■ **EXERCISE AIM**: Stopping at the line that holds "use crate::error::DispatchError;", repeat the lines below exactly, starting from the very first and including that final line.

(Saved data entries)
::::

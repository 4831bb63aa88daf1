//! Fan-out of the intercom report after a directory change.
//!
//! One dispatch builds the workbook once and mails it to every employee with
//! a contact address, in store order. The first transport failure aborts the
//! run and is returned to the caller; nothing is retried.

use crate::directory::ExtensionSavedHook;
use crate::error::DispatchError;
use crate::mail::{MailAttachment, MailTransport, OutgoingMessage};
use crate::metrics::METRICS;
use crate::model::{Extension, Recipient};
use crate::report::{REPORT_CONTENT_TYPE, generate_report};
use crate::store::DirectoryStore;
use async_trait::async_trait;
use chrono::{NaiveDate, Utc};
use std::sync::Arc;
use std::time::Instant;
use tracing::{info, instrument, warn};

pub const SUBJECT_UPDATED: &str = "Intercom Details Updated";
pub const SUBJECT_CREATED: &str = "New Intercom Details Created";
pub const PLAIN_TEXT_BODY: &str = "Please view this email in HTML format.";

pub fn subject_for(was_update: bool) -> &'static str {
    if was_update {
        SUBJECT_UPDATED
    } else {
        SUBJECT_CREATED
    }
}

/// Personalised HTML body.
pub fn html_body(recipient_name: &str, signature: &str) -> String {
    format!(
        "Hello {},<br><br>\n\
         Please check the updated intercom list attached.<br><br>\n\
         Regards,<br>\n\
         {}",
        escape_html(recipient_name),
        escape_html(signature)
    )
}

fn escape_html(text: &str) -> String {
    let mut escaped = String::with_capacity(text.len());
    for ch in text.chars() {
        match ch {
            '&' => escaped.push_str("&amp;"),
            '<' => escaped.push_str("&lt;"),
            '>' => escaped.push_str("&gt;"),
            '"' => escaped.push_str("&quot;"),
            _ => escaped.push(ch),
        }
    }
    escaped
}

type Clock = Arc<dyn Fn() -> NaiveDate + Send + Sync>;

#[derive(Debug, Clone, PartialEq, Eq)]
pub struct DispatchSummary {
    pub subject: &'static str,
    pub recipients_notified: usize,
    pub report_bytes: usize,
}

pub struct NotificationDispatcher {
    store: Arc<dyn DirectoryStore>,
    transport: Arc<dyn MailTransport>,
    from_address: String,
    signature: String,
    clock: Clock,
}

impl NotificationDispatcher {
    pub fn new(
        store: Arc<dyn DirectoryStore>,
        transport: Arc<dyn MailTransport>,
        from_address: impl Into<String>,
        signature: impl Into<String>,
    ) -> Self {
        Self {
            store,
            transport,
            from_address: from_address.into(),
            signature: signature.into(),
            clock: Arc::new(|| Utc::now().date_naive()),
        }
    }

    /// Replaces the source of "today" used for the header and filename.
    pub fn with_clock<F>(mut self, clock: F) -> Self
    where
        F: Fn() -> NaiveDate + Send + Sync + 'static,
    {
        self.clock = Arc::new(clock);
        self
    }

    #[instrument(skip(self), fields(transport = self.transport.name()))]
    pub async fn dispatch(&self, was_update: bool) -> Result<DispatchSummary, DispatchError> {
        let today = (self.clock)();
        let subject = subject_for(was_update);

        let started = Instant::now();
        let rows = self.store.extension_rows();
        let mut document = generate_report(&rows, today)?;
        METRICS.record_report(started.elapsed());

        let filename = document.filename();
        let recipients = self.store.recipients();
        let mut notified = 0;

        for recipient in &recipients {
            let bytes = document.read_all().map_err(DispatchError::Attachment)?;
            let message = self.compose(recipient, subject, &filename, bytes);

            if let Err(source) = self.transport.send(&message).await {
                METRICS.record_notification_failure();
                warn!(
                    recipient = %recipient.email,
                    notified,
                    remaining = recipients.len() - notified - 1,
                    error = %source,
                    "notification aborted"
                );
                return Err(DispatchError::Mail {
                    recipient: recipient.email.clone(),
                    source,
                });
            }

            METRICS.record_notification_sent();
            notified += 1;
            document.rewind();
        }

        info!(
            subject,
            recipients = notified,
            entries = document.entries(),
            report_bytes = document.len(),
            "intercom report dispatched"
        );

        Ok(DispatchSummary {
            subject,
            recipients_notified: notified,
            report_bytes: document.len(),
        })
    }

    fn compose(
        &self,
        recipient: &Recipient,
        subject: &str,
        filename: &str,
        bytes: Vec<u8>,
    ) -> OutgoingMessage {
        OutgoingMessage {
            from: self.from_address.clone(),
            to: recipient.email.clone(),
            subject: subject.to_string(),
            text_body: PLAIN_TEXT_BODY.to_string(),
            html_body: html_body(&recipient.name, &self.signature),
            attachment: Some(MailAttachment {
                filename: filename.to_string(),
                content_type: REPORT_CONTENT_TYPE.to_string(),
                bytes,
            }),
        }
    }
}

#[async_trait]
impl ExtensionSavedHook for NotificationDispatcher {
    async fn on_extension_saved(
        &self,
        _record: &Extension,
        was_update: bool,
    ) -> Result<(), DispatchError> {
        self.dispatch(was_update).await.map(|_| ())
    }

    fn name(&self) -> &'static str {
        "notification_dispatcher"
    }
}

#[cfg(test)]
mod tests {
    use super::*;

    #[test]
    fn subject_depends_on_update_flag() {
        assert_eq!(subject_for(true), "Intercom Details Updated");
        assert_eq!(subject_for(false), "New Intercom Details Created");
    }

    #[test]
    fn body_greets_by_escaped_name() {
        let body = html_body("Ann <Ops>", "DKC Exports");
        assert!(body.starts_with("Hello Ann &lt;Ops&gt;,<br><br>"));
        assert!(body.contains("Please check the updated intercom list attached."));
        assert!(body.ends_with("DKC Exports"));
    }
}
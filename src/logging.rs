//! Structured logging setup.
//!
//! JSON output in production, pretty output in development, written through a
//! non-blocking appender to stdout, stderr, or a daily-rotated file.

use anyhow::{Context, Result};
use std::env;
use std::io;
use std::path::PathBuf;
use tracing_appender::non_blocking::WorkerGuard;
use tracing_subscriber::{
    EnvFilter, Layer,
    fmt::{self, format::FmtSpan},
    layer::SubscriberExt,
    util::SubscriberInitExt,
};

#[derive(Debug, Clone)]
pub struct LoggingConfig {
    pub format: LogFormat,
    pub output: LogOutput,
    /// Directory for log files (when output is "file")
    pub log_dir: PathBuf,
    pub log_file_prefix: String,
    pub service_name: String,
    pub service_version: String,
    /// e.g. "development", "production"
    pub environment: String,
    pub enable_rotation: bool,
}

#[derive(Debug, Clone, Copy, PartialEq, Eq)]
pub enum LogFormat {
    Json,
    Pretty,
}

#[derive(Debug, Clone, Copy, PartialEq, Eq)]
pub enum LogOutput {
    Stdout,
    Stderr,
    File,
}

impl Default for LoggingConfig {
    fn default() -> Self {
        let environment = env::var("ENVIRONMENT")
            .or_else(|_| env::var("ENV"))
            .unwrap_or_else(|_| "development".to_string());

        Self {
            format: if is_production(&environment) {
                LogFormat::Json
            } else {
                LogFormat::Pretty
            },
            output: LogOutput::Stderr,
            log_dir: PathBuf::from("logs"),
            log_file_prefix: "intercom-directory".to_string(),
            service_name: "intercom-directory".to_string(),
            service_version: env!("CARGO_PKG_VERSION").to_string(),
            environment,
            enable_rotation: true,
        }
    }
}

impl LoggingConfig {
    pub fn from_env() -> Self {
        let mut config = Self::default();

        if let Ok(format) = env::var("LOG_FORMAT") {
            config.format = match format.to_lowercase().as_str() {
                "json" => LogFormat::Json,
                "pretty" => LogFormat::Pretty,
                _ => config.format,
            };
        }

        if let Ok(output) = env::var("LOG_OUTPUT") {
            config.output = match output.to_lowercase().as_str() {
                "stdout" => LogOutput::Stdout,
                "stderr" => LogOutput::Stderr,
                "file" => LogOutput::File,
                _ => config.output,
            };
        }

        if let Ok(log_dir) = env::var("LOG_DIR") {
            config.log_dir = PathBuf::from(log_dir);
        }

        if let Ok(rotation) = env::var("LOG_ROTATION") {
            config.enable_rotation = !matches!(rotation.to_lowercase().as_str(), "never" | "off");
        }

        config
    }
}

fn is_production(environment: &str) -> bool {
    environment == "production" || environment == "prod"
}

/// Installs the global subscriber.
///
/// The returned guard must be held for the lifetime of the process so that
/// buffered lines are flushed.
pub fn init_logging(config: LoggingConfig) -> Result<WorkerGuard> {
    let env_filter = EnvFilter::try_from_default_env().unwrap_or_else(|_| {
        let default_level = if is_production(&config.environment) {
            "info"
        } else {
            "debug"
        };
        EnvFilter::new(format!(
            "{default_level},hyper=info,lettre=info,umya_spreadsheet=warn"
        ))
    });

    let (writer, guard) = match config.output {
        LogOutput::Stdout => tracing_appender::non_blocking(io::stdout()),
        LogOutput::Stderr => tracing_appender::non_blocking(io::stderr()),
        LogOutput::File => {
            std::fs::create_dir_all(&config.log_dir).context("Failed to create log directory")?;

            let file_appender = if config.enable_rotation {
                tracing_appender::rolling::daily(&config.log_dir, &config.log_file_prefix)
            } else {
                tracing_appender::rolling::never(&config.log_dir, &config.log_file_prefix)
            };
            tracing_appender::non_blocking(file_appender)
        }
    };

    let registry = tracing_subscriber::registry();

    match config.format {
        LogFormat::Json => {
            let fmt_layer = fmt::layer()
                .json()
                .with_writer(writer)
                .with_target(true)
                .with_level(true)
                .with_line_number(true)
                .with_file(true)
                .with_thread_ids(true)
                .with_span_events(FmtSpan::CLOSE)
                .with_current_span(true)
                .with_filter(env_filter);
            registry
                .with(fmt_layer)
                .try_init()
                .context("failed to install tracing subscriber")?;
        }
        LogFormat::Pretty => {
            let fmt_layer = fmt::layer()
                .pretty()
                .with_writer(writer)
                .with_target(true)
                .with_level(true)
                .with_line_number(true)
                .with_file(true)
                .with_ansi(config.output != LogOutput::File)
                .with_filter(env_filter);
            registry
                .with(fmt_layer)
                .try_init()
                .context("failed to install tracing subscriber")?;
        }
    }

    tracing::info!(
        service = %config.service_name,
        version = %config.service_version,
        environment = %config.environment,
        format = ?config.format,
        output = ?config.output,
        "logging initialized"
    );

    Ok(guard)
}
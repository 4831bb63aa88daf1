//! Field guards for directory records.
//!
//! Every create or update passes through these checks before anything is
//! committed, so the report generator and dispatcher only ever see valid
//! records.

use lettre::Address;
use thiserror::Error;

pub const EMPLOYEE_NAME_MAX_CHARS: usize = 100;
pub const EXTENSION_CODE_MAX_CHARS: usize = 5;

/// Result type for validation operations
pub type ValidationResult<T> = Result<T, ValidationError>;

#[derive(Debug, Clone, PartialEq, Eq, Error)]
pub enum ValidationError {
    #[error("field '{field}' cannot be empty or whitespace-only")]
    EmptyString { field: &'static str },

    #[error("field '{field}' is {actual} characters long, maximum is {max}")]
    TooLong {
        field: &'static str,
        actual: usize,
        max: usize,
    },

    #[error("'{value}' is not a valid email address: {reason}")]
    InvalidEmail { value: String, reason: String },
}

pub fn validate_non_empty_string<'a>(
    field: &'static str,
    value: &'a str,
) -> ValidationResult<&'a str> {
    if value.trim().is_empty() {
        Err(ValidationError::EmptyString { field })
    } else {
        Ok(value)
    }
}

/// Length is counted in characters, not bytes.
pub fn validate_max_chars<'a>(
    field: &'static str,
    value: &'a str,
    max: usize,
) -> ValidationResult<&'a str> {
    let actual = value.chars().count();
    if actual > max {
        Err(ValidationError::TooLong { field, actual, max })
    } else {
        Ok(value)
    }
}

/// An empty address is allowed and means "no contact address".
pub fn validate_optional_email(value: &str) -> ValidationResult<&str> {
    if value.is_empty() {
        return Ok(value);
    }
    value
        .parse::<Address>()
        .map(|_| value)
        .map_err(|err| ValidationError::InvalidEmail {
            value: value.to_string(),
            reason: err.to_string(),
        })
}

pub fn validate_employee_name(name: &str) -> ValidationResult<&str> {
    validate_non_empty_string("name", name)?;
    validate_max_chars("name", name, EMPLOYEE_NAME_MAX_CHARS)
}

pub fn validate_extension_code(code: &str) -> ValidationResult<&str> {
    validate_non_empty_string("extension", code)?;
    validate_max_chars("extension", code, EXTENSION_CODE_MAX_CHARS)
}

::::

■ **ANSWER SPACE**:
repository 4831bb63aa88daf1
//! Fan-out of the intercom report after a directory change.
//!
//! One dispatch builds the workbook once and mails it to every employee with
//! a contact address, in store order. The first transport failure aborts the
//! run and is returned to the caller; nothing is retried.

use crate::directory::ExtensionSavedHook;
use crate::error::DispatchError;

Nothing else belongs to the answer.